╭──

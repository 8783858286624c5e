// Copyright 2026 the Aspect Authors
// SPDX-License-Identifier: Apache-2.0 OR MIT

//! Tracing and diagnostics for resize ticks.
//!
//! This module provides a [`TraceSink`] trait with per-event methods that the
//! coordinator, the ratio layer, and dataset parsing call as they work. All
//! method bodies default to no-ops, so implementing only the events you care
//! about is fine.
//!
//! [`Tracer`] wraps an optional `&mut dyn TraceSink`. When the `trace` feature
//! is **off**, every `Tracer` method compiles to nothing (zero overhead). When
//! **on**, each method performs a single `Option` branch before dispatching.
//!
//! Failures that the core recovers from locally (a rejected dataset, a
//! callback returning an error) are only ever visible here.

use crate::coordinator::{CallbackError, Tick, TickReport};
use crate::dataset::{DatasetError, Ratio};
use crate::element::{ElementId, GroupId};
use crate::viewport::ViewportMetrics;

// ---------------------------------------------------------------------------
// Event structs
// ---------------------------------------------------------------------------

/// Emitted when the coordinator starts a tick.
#[derive(Clone, Copy, Debug)]
pub struct TickBeginEvent {
    /// The tick being started.
    pub tick: Tick,
    /// The snapshot every callback in this tick receives.
    pub metrics: ViewportMetrics,
    /// Number of registrations in the tick's snapshot.
    pub registered: usize,
}

/// Emitted when a registered callback returns an error.
///
/// The fan-out continues with the next registration.
#[derive(Clone, Copy, Debug)]
pub struct CallbackFailedEvent<'a> {
    /// The tick during which the callback failed.
    pub tick: Tick,
    /// Position of the registration in the tick's snapshot.
    pub position: usize,
    /// The error the callback returned.
    pub error: &'a CallbackError,
}

/// Where an applied ratio came from.
#[derive(Clone, Copy, Debug, PartialEq, Eq, Hash)]
pub enum RatioSource {
    /// Resolved from the element's breakpoint dataset.
    Resolved,
    /// The element's static fallback ratio.
    Fallback,
    /// Adopted from a uniform broadcast in the element's group.
    Uniform,
}

/// Emitted when a padding ratio is written to an element.
#[derive(Clone, Copy, Debug)]
pub struct RatioAppliedEvent {
    /// The tick the write belongs to (0 before the first tick).
    pub tick: Tick,
    /// The element written to.
    pub element: ElementId,
    /// The written ratio.
    pub ratio: Ratio,
    /// How the ratio was obtained.
    pub source: RatioSource,
}

/// Emitted when a uniform broadcast notifies at least one group member.
#[derive(Clone, Copy, Debug)]
pub struct UniformBroadcastEvent {
    /// The tick of the broadcast.
    pub tick: Tick,
    /// The group that was sized uniformly.
    pub group: GroupId,
    /// The broadcast ratio.
    pub ratio: Ratio,
    /// Number of group members that adopted it.
    pub notified: usize,
}

/// Emitted when a dataset attribute is rejected and replaced by an empty
/// dataset.
#[derive(Clone, Copy, Debug)]
pub struct DatasetRejectedEvent<'a> {
    /// Why parsing failed.
    pub error: &'a DatasetError,
}

// ---------------------------------------------------------------------------
// TraceSink trait
// ---------------------------------------------------------------------------

/// Receives trace events.
///
/// All methods have default no-op implementations, so you only need to
/// override the events you care about.
pub trait TraceSink {
    /// Called when a tick starts, before any callback runs.
    fn on_tick_begin(&mut self, e: &TickBeginEvent) {
        _ = e;
    }

    /// Called when a tick has invoked every live callback.
    fn on_tick_end(&mut self, r: &TickReport) {
        _ = r;
    }

    /// Called when a callback returned an error.
    fn on_callback_failed(&mut self, e: &CallbackFailedEvent<'_>) {
        _ = e;
    }

    /// Called when a ratio is written to an element.
    fn on_ratio_applied(&mut self, e: &RatioAppliedEvent) {
        _ = e;
    }

    /// Called when a uniform broadcast notified group members.
    fn on_uniform_broadcast(&mut self, e: &UniformBroadcastEvent) {
        _ = e;
    }

    /// Called when a dataset could not be parsed.
    fn on_dataset_rejected(&mut self, e: &DatasetRejectedEvent<'_>) {
        _ = e;
    }
}

// ---------------------------------------------------------------------------
// NoopSink
// ---------------------------------------------------------------------------

/// A [`TraceSink`] that discards all events.
#[derive(Clone, Copy, Debug, Default)]
pub struct NoopSink;

impl TraceSink for NoopSink {}

// ---------------------------------------------------------------------------
// Tracer wrapper
// ---------------------------------------------------------------------------

/// Thin wrapper around an optional [`TraceSink`].
///
/// When the `trace` feature is **off**, every method compiles to nothing. When
/// **on**, each method checks the inner `Option` (one branch) before
/// dispatching to the sink.
pub struct Tracer<'a> {
    #[cfg(feature = "trace")]
    sink: Option<&'a mut dyn TraceSink>,
    #[cfg(not(feature = "trace"))]
    _marker: core::marker::PhantomData<&'a mut dyn TraceSink>,
}

impl core::fmt::Debug for Tracer<'_> {
    fn fmt(&self, f: &mut core::fmt::Formatter<'_>) -> core::fmt::Result {
        f.debug_struct("Tracer").finish_non_exhaustive()
    }
}

impl<'a> Tracer<'a> {
    /// Creates a tracer that dispatches to the given sink.
    #[inline]
    #[must_use]
    pub fn new(sink: &'a mut dyn TraceSink) -> Self {
        #[cfg(feature = "trace")]
        {
            Self { sink: Some(sink) }
        }
        #[cfg(not(feature = "trace"))]
        {
            _ = sink;
            Self {
                _marker: core::marker::PhantomData,
            }
        }
    }

    /// Creates a tracer that discards all events.
    #[inline]
    #[must_use]
    pub fn none() -> Self {
        #[cfg(feature = "trace")]
        {
            Self { sink: None }
        }
        #[cfg(not(feature = "trace"))]
        {
            Self {
                _marker: core::marker::PhantomData,
            }
        }
    }

    /// Emits a [`TickBeginEvent`].
    #[inline]
    pub fn tick_begin(&mut self, e: &TickBeginEvent) {
        #[cfg(feature = "trace")]
        if let Some(s) = &mut self.sink {
            s.on_tick_begin(e);
        }
        #[cfg(not(feature = "trace"))]
        {
            _ = e;
        }
    }

    /// Emits a [`TickReport`] at the end of a tick.
    #[inline]
    pub fn tick_end(&mut self, r: &TickReport) {
        #[cfg(feature = "trace")]
        if let Some(s) = &mut self.sink {
            s.on_tick_end(r);
        }
        #[cfg(not(feature = "trace"))]
        {
            _ = r;
        }
    }

    /// Emits a [`CallbackFailedEvent`].
    #[inline]
    pub fn callback_failed(&mut self, e: &CallbackFailedEvent<'_>) {
        #[cfg(feature = "trace")]
        if let Some(s) = &mut self.sink {
            s.on_callback_failed(e);
        }
        #[cfg(not(feature = "trace"))]
        {
            _ = e;
        }
    }

    /// Emits a [`RatioAppliedEvent`].
    #[inline]
    pub fn ratio_applied(&mut self, e: &RatioAppliedEvent) {
        #[cfg(feature = "trace")]
        if let Some(s) = &mut self.sink {
            s.on_ratio_applied(e);
        }
        #[cfg(not(feature = "trace"))]
        {
            _ = e;
        }
    }

    /// Emits a [`UniformBroadcastEvent`].
    #[inline]
    pub fn uniform_broadcast(&mut self, e: &UniformBroadcastEvent) {
        #[cfg(feature = "trace")]
        if let Some(s) = &mut self.sink {
            s.on_uniform_broadcast(e);
        }
        #[cfg(not(feature = "trace"))]
        {
            _ = e;
        }
    }

    /// Emits a [`DatasetRejectedEvent`].
    #[inline]
    pub fn dataset_rejected(&mut self, e: &DatasetRejectedEvent<'_>) {
        #[cfg(feature = "trace")]
        if let Some(s) = &mut self.sink {
            s.on_dataset_rejected(e);
        }
        #[cfg(not(feature = "trace"))]
        {
            _ = e;
        }
    }
}

// ---------------------------------------------------------------------------
// Tests
// ---------------------------------------------------------------------------
// Copyright 2026 the Aspect Authors
// SPDX-License-Identifier: Apache-2.0 OR MIT

//! Timestamps for trace sinks.

use std::cell::Cell;
use std::rc::Rc;
use std::time::Instant;

use aspect_core::time::{Duration, HostTime, Timebase};

/// A source of event timestamps.
pub trait Clock {
    /// The current time.
    fn now(&mut self) -> HostTime;

    /// The unit of the returned times.
    fn timebase(&self) -> Timebase;
}

/// Wall-clock nanoseconds since the clock was created.
#[derive(Clone, Copy, Debug)]
pub struct SystemClock {
    origin: Instant,
}

impl SystemClock {
    /// Starts a clock at zero.
    #[must_use]
    pub fn new() -> Self {
        Self {
            origin: Instant::now(),
        }
    }
}

impl Default for SystemClock {
    fn default() -> Self {
        Self::new()
    }
}

impl Clock for SystemClock {
    fn now(&mut self) -> HostTime {
        let nanos = self.origin.elapsed().as_nanos();
        HostTime(u64::try_from(nanos).unwrap_or(u64::MAX))
    }

    fn timebase(&self) -> Timebase {
        Timebase::NANOS
    }
}

/// A clock that only moves when told to. Clones share the same time.
#[derive(Clone, Debug)]
pub struct ManualClock {
    ticks: Rc<Cell<u64>>,
    timebase: Timebase,
}

impl ManualClock {
    /// Creates a clock at zero in the given timebase.
    #[must_use]
    pub fn new(timebase: Timebase) -> Self {
        Self {
            ticks: Rc::new(Cell::new(0)),
            timebase,
        }
    }

    /// Moves the clock forward.
    pub fn advance(&self, by: Duration) {
        self.ticks.set(self.ticks.get().saturating_add(by.ticks()));
    }

    /// Sets the clock to `at`.
    pub fn set(&self, at: HostTime) {
        self.ticks.set(at.ticks());
    }

    /// The current time without advancing.
    #[must_use]
    pub fn get(&self) -> HostTime {
        HostTime(self.ticks.get())
    }
}

impl Clock for ManualClock {
    fn now(&mut self) -> HostTime {
        self.get()
    }

    fn timebase(&self) -> Timebase {
        self.timebase
    }
}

╰──

§ **THE PROBLEM**
Only the lines from the beginning of the material to the line containing "(zero overhead). When" should be echoed, verbatim and in full.

§ **RESPONSE TO THE TASK**
repository 8783858286624c5e
// Copyright 2026 the Aspect Authors
// SPDX-License-Identifier: Apache-2.0 OR MIT

//! Tracing and diagnostics for resize ticks.
//!
//! This module provides a [`TraceSink`] trait with per-event methods that the
//! coordinator, the ratio layer, and dataset parsing call as they work. All
//! method bodies default to no-ops, so implementing only the events you care
//! about is fine.
//!
//! [`Tracer`] wraps an optional `&mut dyn TraceSink`. When the `trace` feature
//! is **off**, every `Tracer` method compiles to nothing (zero overhead). When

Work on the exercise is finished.